**Exercise details**
In the entries that follow, find the word "GeometryError" and report each line it is on.
··· Data excerpts ···
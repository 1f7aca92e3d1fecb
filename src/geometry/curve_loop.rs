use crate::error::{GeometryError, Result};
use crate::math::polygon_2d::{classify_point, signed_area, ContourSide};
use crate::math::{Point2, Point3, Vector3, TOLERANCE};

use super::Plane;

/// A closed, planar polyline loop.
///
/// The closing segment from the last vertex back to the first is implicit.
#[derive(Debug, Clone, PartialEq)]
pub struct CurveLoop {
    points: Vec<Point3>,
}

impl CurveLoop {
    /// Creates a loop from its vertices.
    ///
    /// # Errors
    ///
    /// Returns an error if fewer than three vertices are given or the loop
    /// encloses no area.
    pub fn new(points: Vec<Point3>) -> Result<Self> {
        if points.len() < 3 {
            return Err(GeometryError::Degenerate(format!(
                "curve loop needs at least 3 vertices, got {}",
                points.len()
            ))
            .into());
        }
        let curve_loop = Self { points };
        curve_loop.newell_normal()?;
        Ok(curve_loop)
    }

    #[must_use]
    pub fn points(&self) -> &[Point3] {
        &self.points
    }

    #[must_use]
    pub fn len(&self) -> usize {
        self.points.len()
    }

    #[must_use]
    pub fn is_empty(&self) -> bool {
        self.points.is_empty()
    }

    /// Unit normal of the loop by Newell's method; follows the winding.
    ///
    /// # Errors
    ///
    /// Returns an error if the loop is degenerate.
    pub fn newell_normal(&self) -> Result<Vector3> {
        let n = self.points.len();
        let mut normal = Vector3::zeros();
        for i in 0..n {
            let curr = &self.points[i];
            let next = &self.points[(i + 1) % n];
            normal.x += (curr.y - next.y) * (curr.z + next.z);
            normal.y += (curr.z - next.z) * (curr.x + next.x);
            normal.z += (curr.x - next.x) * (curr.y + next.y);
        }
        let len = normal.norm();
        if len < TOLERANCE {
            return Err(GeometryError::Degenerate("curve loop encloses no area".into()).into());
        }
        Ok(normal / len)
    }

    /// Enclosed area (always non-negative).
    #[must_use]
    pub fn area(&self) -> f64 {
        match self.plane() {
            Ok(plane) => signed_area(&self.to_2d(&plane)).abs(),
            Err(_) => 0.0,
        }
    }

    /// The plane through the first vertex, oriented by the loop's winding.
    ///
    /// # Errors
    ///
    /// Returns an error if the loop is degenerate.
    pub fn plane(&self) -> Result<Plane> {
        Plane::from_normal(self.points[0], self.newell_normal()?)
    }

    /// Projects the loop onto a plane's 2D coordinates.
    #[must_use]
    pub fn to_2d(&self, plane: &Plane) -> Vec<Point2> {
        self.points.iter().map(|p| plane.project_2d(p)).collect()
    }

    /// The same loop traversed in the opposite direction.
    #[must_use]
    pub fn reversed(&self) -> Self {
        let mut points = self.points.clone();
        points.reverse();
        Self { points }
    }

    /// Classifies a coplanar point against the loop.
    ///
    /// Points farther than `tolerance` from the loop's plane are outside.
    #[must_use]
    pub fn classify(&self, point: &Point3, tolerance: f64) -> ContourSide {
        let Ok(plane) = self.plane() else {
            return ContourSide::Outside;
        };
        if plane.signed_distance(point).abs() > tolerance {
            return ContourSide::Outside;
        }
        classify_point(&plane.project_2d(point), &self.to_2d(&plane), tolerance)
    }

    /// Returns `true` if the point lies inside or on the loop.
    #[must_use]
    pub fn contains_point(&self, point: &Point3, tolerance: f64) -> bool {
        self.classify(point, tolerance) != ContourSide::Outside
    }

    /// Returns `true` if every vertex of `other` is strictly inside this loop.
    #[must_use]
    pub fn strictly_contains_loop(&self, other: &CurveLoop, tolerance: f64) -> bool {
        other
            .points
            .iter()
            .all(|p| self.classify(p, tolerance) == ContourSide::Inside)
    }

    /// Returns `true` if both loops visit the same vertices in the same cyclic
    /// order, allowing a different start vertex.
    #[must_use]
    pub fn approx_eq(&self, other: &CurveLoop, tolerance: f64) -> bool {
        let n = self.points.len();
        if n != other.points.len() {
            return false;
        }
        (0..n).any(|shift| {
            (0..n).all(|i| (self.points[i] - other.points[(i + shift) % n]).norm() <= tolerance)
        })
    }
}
···
**Written response**
use crate::error::{GeometryError, Result};
            return Err(GeometryError::Degenerate(format!(
            return Err(GeometryError::Degenerate("curve loop encloses no area".into()).into());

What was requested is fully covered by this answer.